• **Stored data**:
//! Button shapes accepted from callers and the canonical native flow button.
//!
//! Callers may describe buttons in several historical shapes. [`ButtonInput`]
//! names each of them explicitly and [`ButtonInput::classify`] is the only
//! place that decides which shape a raw JSON value has.

use serde::{Deserialize, Serialize, Serializer};
use serde_json::{Map, Value};

use super::kind::ButtonKind;
use crate::interactive::json::{is_truthy, truthy_field};

/// Canonical native flow button: a kind name and its serialised parameters.
///
/// An empty string in either field is treated as missing.
///
/// # Examples
///
/// ```
/// use nativeflow::interactive::domain::{ButtonKind, NativeFlowButton};
///
/// let button = NativeFlowButton::new(ButtonKind::CtaUrl, r#"{"display_text":"Go","url":"https://example.com"}"#);
/// assert_eq!(button.name, "cta_url");
/// assert_eq!(button.kind(), Some(ButtonKind::CtaUrl));
/// ```
#[derive(Debug, Clone, Default, PartialEq, Eq, Serialize, Deserialize)]
#[serde(rename_all = "camelCase")]
pub struct NativeFlowButton {
    /// Kind name identifying the button variant.
    #[serde(default)]
    pub name: String,
    /// JSON-encoded parameters whose schema depends on the kind.
    #[serde(default)]
    pub button_params_json: String,
}

impl NativeFlowButton {
    /// Creates a button of a registered kind.
    #[must_use]
    pub fn new(kind: ButtonKind, button_params_json: impl Into<String>) -> Self {
        Self::named(kind.as_str(), button_params_json)
    }

    /// Creates a button with an arbitrary kind name.
    #[must_use]
    pub fn named(name: impl Into<String>, button_params_json: impl Into<String>) -> Self {
        Self {
            name: name.into(),
            button_params_json: button_params_json.into(),
        }
    }

    /// Creates a button by serialising `params` as its parameters.
    ///
    /// # Errors
    ///
    /// Returns the serialisation error if `params` cannot be encoded.
    pub fn with_params<T: Serialize>(kind: ButtonKind, params: &T) -> serde_json::Result<Self> {
        serde_json::to_string(params).map(|encoded| Self::new(kind, encoded))
    }

    /// Returns the registered kind, if the name is known.
    #[must_use]
    pub fn kind(&self) -> Option<ButtonKind> {
        self.name.parse().ok()
    }

    /// Returns `true` when the button has no kind name.
    #[must_use]
    pub const fn is_unnamed(&self) -> bool {
        self.name.is_empty()
    }
}

/// Legacy quick reply: `{ id, text }` with an optional `displayText` label.
#[derive(Debug, Clone, Default, PartialEq, Eq, Serialize, Deserialize)]
#[serde(rename_all = "camelCase")]
pub struct LegacyButton {
    /// Reply identifier.
    #[serde(default, skip_serializing_if = "Option::is_none")]
    pub id: Option<String>,
    /// Button label.
    #[serde(default, skip_serializing_if = "Option::is_none")]
    pub text: Option<String>,
    /// Alternative label used when `text` is absent.
    #[serde(default, skip_serializing_if = "Option::is_none")]
    pub display_text: Option<String>,
}

impl LegacyButton {
    /// Creates a legacy quick reply from an identifier and label.
    #[must_use]
    pub fn new(id: impl Into<String>, text: impl Into<String>) -> Self {
        Self {
            id: Some(id.into()),
            text: Some(text.into()),
            display_text: None,
        }
    }
}

/// Nested label of an old dual-field button.
#[derive(Debug, Clone, Default, PartialEq, Eq, Serialize, Deserialize)]
#[serde(rename_all = "camelCase")]
pub struct ButtonText {
    /// Visible label.
    pub display_text: String,
}

/// Old dual-field shape: `{ buttonId, buttonText: { displayText } }`.
#[derive(Debug, Clone, Default, PartialEq, Eq, Serialize, Deserialize)]
#[serde(rename_all = "camelCase")]
pub struct DualFieldButton {
    /// Reply identifier.
    pub button_id: String,
    /// Nested label.
    pub button_text: ButtonText,
}

impl DualFieldButton {
    /// Creates a dual-field button.
    #[must_use]
    pub fn new(button_id: impl Into<String>, display_text: impl Into<String>) -> Self {
        Self {
            button_id: button_id.into(),
            button_text: ButtonText {
                display_text: display_text.into(),
            },
        }
    }
}

/// A caller-supplied button, tagged by the shape it was recognised as.
///
/// Serialises back to the shape it was built from, so unrecognised values
/// travel on unchanged.
#[derive(Debug, Clone, PartialEq)]
pub enum ButtonInput {
    /// Already canonical.
    Canonical(NativeFlowButton),
    /// Legacy quick reply.
    Legacy(LegacyButton),
    /// Old dual-field shape.
    DualField(DualFieldButton),
    /// Anything else, kept verbatim.
    Unrecognized(Value),
}

impl ButtonInput {
    /// Classifies a raw JSON value. First match wins:
    ///
    /// 1. `name` and `buttonParamsJson` both present strings → canonical;
    /// 2. `id` or `text` present → legacy;
    /// 3. `buttonId` and `buttonText.displayText` present → dual field;
    /// 4. otherwise unrecognised.
    ///
    /// Presence follows loose truthiness (see [`is_truthy`]).
    ///
    /// # Examples
    ///
    /// ```
    /// use nativeflow::interactive::domain::ButtonInput;
    /// use serde_json::json;
    ///
    /// assert!(matches!(ButtonInput::classify(json!({"id": "a", "text": "A"})), ButtonInput::Legacy(_)));
    /// assert!(matches!(ButtonInput::classify(json!(42)), ButtonInput::Unrecognized(_)));
    /// ```
    #[must_use]
    pub fn classify(value: Value) -> Self {
        if let (Some(Value::String(name)), Some(Value::String(params))) = (
            truthy_field(&value, "name"),
            truthy_field(&value, "buttonParamsJson"),
        ) {
            return Self::Canonical(NativeFlowButton::named(name.clone(), params.clone()));
        }

        let id = truthy_field(&value, "id");
        let text = truthy_field(&value, "text");
        if id.is_some() || text.is_some() {
            return Self::Legacy(LegacyButton {
                id: id.and_then(label_text),
                text: text.and_then(label_text),
                display_text: truthy_field(&value, "displayText").and_then(label_text),
            });
        }

        let button_id = truthy_field(&value, "buttonId").and_then(label_text);
        let display_text = value
            .get("buttonText")
            .and_then(|nested| truthy_field(nested, "displayText"))
            .and_then(label_text);
        if let (Some(reply_id), Some(label)) = (button_id, display_text) {
            return Self::DualField(DualFieldButton::new(reply_id, label));
        }

        Self::Unrecognized(value)
    }

    /// Returns the canonical button if this input is canonical.
    #[must_use]
    pub const fn as_canonical(&self) -> Option<&NativeFlowButton> {
        match self {
            Self::Canonical(button) => Some(button),
            _ => None,
        }
    }

    /// Converts the input back to the JSON shape it represents.
    #[must_use]
    pub fn into_value(self) -> Value {
        match self {
            Self::Canonical(button) => object([
                ("name", Value::String(button.name)),
                ("buttonParamsJson", Value::String(button.button_params_json)),
            ]),
            Self::Legacy(button) => serde_json::to_value(button).unwrap_or(Value::Null),
            Self::DualField(button) => serde_json::to_value(button).unwrap_or(Value::Null),
            Self::Unrecognized(value) => value,
        }
    }
}

impl From<Value> for ButtonInput {
    fn from(value: Value) -> Self {
        Self::classify(value)
    }
}

impl From<NativeFlowButton> for ButtonInput {
    fn from(button: NativeFlowButton) -> Self {
        Self::Canonical(button)
    }
}

impl From<LegacyButton> for ButtonInput {
    fn from(button: LegacyButton) -> Self {
        Self::Legacy(button)
    }
}

impl From<DualFieldButton> for ButtonInput {
    fn from(button: DualFieldButton) -> Self {
        Self::DualField(button)
    }
}

impl Serialize for ButtonInput {
    fn serialize<S: Serializer>(&self, serializer: S) -> Result<S::Ok, S::Error> {
        match self {
            Self::Canonical(button) => button.serialize(serializer),
            Self::Legacy(button) => button.serialize(serializer),
            Self::DualField(button) => button.serialize(serializer),
            Self::Unrecognized(value) => value.serialize(serializer),
        }
    }
}

impl<'de> Deserialize<'de> for ButtonInput {
    fn deserialize<D: serde::Deserializer<'de>>(deserializer: D) -> Result<Self, D::Error> {
        Value::deserialize(deserializer).map(Self::classify)
    }
}

/// Renders a present value as a label. Strings are taken verbatim; any
/// other value is rendered as compact JSON.
fn label_text(value: &Value) -> Option<String> {
    if !is_truthy(value) {
        return None;
    }
    match value {
        Value::String(text) => Some(text.clone()),
        other => Some(other.to_string()),
    }
}

fn object<const N: usize>(fields: [(&str, Value); N]) -> Value {
    Value::Object(
        fields
            .into_iter()
            .map(|(key, value)| (key.to_owned(), value))
            .collect::<Map<String, Value>>(),
    )
}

• **WORK REQUIRED**:
Please show, exactly as written, every line above that contains the word "NativeFlowButton".

• **EXPECTED OUTPUT**:
/// use nativeflow::interactive::domain::{ButtonKind, NativeFlowButton};
/// let button = NativeFlowButton::new(ButtonKind::CtaUrl, r#"{"display_text":"Go","url":"https://example.com"}"#);
pub struct NativeFlowButton {
impl NativeFlowButton {
    Canonical(NativeFlowButton),
            return Self::Canonical(NativeFlowButton::named(name.clone(), params.clone()));
    pub const fn as_canonical(&self) -> Option<&NativeFlowButton> {
impl From<NativeFlowButton> for ButtonInput {
    fn from(button: NativeFlowButton) -> Self {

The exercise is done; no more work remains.